For statisticians working in clinical trial field, the best challenge may not be in the statistical methodologies. The best challenge may be in communication with non-statisticians (such as physicians, clinical team members, corporate executives) about the statistical concepts and the statistical terminologies in plain languages.
The missing data is very common in clinical trials and the concept of the missing data is very easy to understand. However, the categories for missing data mechanisms (or taxonomy of missingness) are not so easy to understand. A formal taxonomy exists for classifying missing data mechanisms, including for longitudinal and event history data. The mechanisms can be classified as MCAR (missing completely at random), MAR (missing at random), and MNAR (missing not at random). Take a look at the definition of MCAR, MAR, and MNAR below, you will see that these definitions are not easy to be understood by non-statisticians.
For the dependent variable (conditional on the covariates in the model), if the probability of an observation being missing does not depend on observed or unobserved measurements then the observation is Missing Completely At Random (MCAR).
In the case of MCAR, the missing data are unrelated to the study variables: thus, the participants with completely observed data are in effect a random sample of all the participants assigned a particular intervention. With MCAR, the random assignment of treatments is assumed to be preserved, but that is usually an unrealistically strong assumption in practice.
Conditional on the covariates in the model, if the probability of an observation being missing depends only on observed measurements then the observation is Missing At Random (MAR).
In the case of MAR, whether or not data are missing may depend on the values of the observed study variables. However, after conditioning on this information, whether or not data are missing does not depend on the values of the missing data.
When observations are neither MCAR nor MAR, they are classified as Missing Not At Random (MNAR), i.e. the probability of an observation being missing depends on unobserved measurements. In this scenario, the value of the unobserved responses depends on information not available for the analysis (i.e. not the values observed previously on the analysis variable or the covariates being used), and thus, future observations cannot be predicted without bias by the model.
In the case of MNAR, whether or not data are missing depends on the values of the missing data.
Thanks to Ziad Taib, the following example for three different missingness mechanisms were explained very well and were easy to be understood by the non-statisticians.
Suppose you are modelling weight (Y) as a function of sex (X). Some respondents wouldn't disclose their weight, so you are missing some values for Y. There are three possible mechanisms for the nondisclosure:
- There may be no particular reason why some respondents told you their weights and others didn't. That is, the probability that Y is missing may has no relationship to X or Y. In this case our data is missing completely at random (MCAR)
- One sex may be less likely to disclose its weight. That is, the probability that Y is missing depends only on the value of X. Such data are missing at random (MAR)
- Heavy (or light) people may be less likely to disclose their weight. That is, the probability that Y is missing depends on the unobserved value of Y itself.

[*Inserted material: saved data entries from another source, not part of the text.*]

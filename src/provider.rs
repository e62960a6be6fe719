//! The Hetzner Robot provider.

use std::collections::BTreeMap;
use std::sync::Arc;

use serde_json::Value;
use tokio::sync::RwLock;
use tracing::{info, instrument};

use crate::client::{RobotClient, Transport};
use crate::config::ProviderConfig;
use crate::data_sources::{self, DataSource};
use crate::error::ProviderError;
use crate::plan::plan_change;
use crate::resources::{self, Resource};
use crate::schema::{Diagnostic, ProviderSchema};
use crate::service::ProviderService;
use crate::types::{ImportedResource, PlanResult};
use crate::validation::validate;

/// Serves the `hetznerrobot_*` resources and data sources.
pub struct HetznerRobotProvider {
    resources: BTreeMap<&'static str, Box<dyn Resource>>,
    data_sources: BTreeMap<&'static str, Box<dyn DataSource>>,
    transport: Option<Arc<dyn Transport>>,
    client: RwLock<Option<RobotClient>>,
}

impl Default for HetznerRobotProvider {
    fn default() -> Self {
        Self::new()
    }
}

impl HetznerRobotProvider {
    /// A provider that talks HTTPS to the configured webservice.
    pub fn new() -> Self {
        Self {
            resources: resources::registry(),
            data_sources: data_sources::registry(),
            transport: None,
            client: RwLock::new(None),
        }
    }

    /// A provider that sends every request through `transport` once configured.
    pub fn with_transport(transport: Arc<dyn Transport>) -> Self {
        Self {
            transport: Some(transport),
            ..Self::new()
        }
    }

    fn resource(&self, resource_type: &str) -> Result<&dyn Resource, ProviderError> {
        self.resources
            .get(resource_type)
            .map(|r| r.as_ref())
            .ok_or_else(|| ProviderError::UnknownResource(resource_type.to_string()))
    }

    fn data_source(&self, data_source_type: &str) -> Result<&dyn DataSource, ProviderError> {
        self.data_sources
            .get(data_source_type)
            .map(|d| d.as_ref())
            .ok_or_else(|| ProviderError::UnknownResource(data_source_type.to_string()))
    }

    async fn client(&self) -> Result<RobotClient, ProviderError> {
        self.client.read().await.clone().ok_or_else(|| {
            ProviderError::NotConfigured("configure must succeed before calling the Robot webservice".to_string())
        })
    }

    fn config_diagnostics(config: &Value) -> Vec<Diagnostic> {
        let mut diagnostics = validate(&ProviderConfig::schema(), config);
        if diagnostics.is_empty() {
            diagnostics = ProviderConfig::diagnose(config, |name| std::env::var(name).ok());
        }
        diagnostics
    }
}

#[async_trait::async_trait]
impl ProviderService for HetznerRobotProvider {
    fn schema(&self) -> ProviderSchema {
        let schema = ProviderSchema::new().with_provider_config(ProviderConfig::schema());
        let schema = self
            .resources
            .iter()
            .fold(schema, |schema, (name, r)| schema.with_resource(*name, r.schema()));
        self.data_sources
            .iter()
            .fold(schema, |schema, (name, d)| schema.with_data_source(*name, d.schema()))
    }

    async fn validate_provider_config(&self, config: Value) -> Result<Vec<Diagnostic>, ProviderError> {
        Ok(Self::config_diagnostics(&config))
    }

    #[instrument(skip_all)]
    async fn configure(&self, config: Value) -> Result<Vec<Diagnostic>, ProviderError> {
        let diagnostics = Self::config_diagnostics(&config);
        if diagnostics.iter().any(Diagnostic::is_error) {
            return Ok(diagnostics);
        }

        let config = ProviderConfig::from_value(&config)?;
        let client = match &self.transport {
            Some(transport) => RobotClient::new(transport.clone()),
            None => RobotClient::from_config(&config)?,
        };
        *self.client.write().await = Some(client);

        info!(url = %config.url, username = %config.username, "configured Robot webservice client");
        Ok(diagnostics)
    }

    async fn stop(&self) -> Result<(), ProviderError> {
        self.client.write().await.take();
        info!("provider stopped");
        Ok(())
    }

    async fn validate_resource_config(
        &self,
        resource_type: &str,
        config: Value,
    ) -> Result<Vec<Diagnostic>, ProviderError> {
        let resource = self.resource(resource_type)?;
        let mut diagnostics = validate(&resource.schema(), &config);
        diagnostics.extend(resource.validate(&config));
        Ok(diagnostics)
    }

    async fn upgrade_resource_state(
        &self,
        resource_type: &str,
        version: i64,
        state: Value,
    ) -> Result<Value, ProviderError> {
        let schema = self.resource(resource_type)?.schema();
        if version > schema.version as i64 {
            return Err(ProviderError::InvalidRequest(format!(
                "state version {} of {} is newer than schema version {}",
                version, resource_type, schema.version
            )));
        }
        Ok(state)
    }

    #[instrument(skip(self, prior_state, proposed_state, _config))]
    async fn plan(
        &self,
        resource_type: &str,
        prior_state: Option<Value>,
        proposed_state: Value,
        _config: Value,
    ) -> Result<PlanResult, ProviderError> {
        let resource = self.resource(resource_type)?;
        Ok(plan_change(&resource.schema(), prior_state.as_ref(), &proposed_state))
    }

    #[instrument(skip(self, planned_state))]
    async fn create(&self, resource_type: &str, planned_state: Value) -> Result<Value, ProviderError> {
        let resource = self.resource(resource_type)?;
        let client = self.client().await?;
        resource.create(&client, planned_state).await
    }

    #[instrument(skip(self, current_state))]
    async fn read(&self, resource_type: &str, current_state: Value) -> Result<Value, ProviderError> {
        let resource = self.resource(resource_type)?;
        let client = self.client().await?;
        resource.read(&client, current_state).await
    }

    #[instrument(skip(self, prior_state, planned_state))]
    async fn update(
        &self,
        resource_type: &str,
        prior_state: Value,
        planned_state: Value,
    ) -> Result<Value, ProviderError> {
        let resource = self.resource(resource_type)?;
        let client = self.client().await?;
        resource.update(&client, prior_state, planned_state).await
    }

    #[instrument(skip(self, current_state))]
    async fn delete(&self, resource_type: &str, current_state: Value) -> Result<(), ProviderError> {
        let resource = self.resource(resource_type)?;
        let client = self.client().await?;
        resource.delete(&client, current_state).await
    }

    #[instrument(skip(self))]
    async fn import_resource(
        &self,
        resource_type: &str,
        id: &str,
    ) -> Result<Vec<ImportedResource>, ProviderError> {
        let resource = self.resource(resource_type)?;
        let client = self.client().await?;
        let state = resource.import(&client, id).await?;
        Ok(vec![ImportedResource::new(resource_type, state)])
    }

    async fn validate_data_source_config(
        &self,
        data_source_type: &str,
        config: Value,
    ) -> Result<Vec<Diagnostic>, ProviderError> {
        let data_source = self.data_source(data_source_type)?;
        Ok(validate(&data_source.schema(), &config))
    }

    #[instrument(skip(self, config))]
    async fn read_data_source(&self, data_source_type: &str, config: Value) -> Result<Value, ProviderError> {
        let data_source = self.data_source(data_source_type)?;
        let diagnostics = validate(&data_source.schema(), &config);
        if let Some(error) = diagnostics.iter().find(|d| d.is_error()) {
            return Err(ProviderError::Validation(error.summary.clone()));
        }
        let client = self.client().await?;
        data_source.read(&client, config).await
    }
}

#[cfg(test)]
mod tests {
    use super::*;
    use crate::testing::MockTransport;
    use serde_json::json;

    fn provider() -> HetznerRobotProvider {
        HetznerRobotProvider::with_transport(Arc::new(MockTransport::new()))
    }

    #[test]
    fn test_schema_lists_everything() {
        let schema = provider().schema();
        assert_eq!(schema.resources.len(), 5);
        assert_eq!(schema.data_sources.len(), 3);
        assert!(schema.provider.attribute("password").unwrap().flags.sensitive);

        let metadata = provider().metadata();
        assert!(metadata.resources.contains(&"hetznerrobot_vswitch".to_string()));
        assert!(metadata.data_sources.contains(&"hetznerrobot_server".to_string()));
    }

    #[tokio::test]
    async fn test_operations_require_configure() {
        let provider = provider();
        let err = provider
            .read("hetznerrobot_vswitch", json!({"id": "1"}))
            .await
            .unwrap_err();
        assert!(matches!(err, ProviderError::NotConfigured(_)));
    }

    #[tokio::test]
    async fn test_unknown_resource() {
        let provider = provider();
        let err = provider
            .plan("hetznerrobot_rdns", None, json!({}), json!({}))
            .await
            .unwrap_err();
        assert!(matches!(err, ProviderError::UnknownResource(_)));

        let err = provider
            .read_data_source("hetznerrobot_rdns", json!({}))
            .await
            .unwrap_err();
        assert!(matches!(err, ProviderError::UnknownResource(_)));
    }

    #[tokio::test]
    async fn test_configure_and_stop() {
        let provider = provider();
        let diagnostics = provider
            .configure(json!({"username": "robot", "password": "secret"}))
            .await
            .unwrap();
        assert!(diagnostics.is_empty());
        assert!(provider.client().await.is_ok());

        provider.stop().await.unwrap();
        assert!(provider.client().await.is_err());
    }

    #[tokio::test]
    async fn test_upgrade_rejects_future_version() {
        let provider = provider();
        let state = json!({"id": "1"});
        assert_eq!(
            provider
                .upgrade_resource_state("hetznerrobot_server", 0, state.clone())
                .await
                .unwrap(),
            state
        );
        assert!(provider
            .upgrade_resource_state("hetznerrobot_server", 3, state)
            .await
            .is_err());
    }
}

Such data are not missing at random or missing not at random (MNAR)
Understanding the concept of missing mechanism is one thing, fully understanding missing mechanism in practice is another story. The reason for missing data is often not collected or incompletely collected in the clinical trials. Patients may not tell the real reason for them to withdraw from the study (discontinue from the study earlier). Academy’s suggestions below are reasonable, however, ‘full and detailed documentation for each individual of the reasons for missing records or missing observations’ is not the reality in the current clinical trial practice.
"Reasons for missing data must be documented as much as possible. This includes full and detailed documentation for each individual of the reasons for missing records or missing observations. Knowing the reason for missingness permits formulation of sensible assumptions about observations that are missing, including whether those observations are well defined.Missing data in clinical trials can seriously undermine the benefits provided by randomization into control and treatment groups. Two approaches to the problem are to reduce the frequency of missing data in the first place and to use appropriate statistical techniques that account for the missing data. The former approach is preferred, since the choice of statistical method requires unverifiable assumptions concerning the mechanism that causes the missing data, and so always involves some degree of subjectivity.”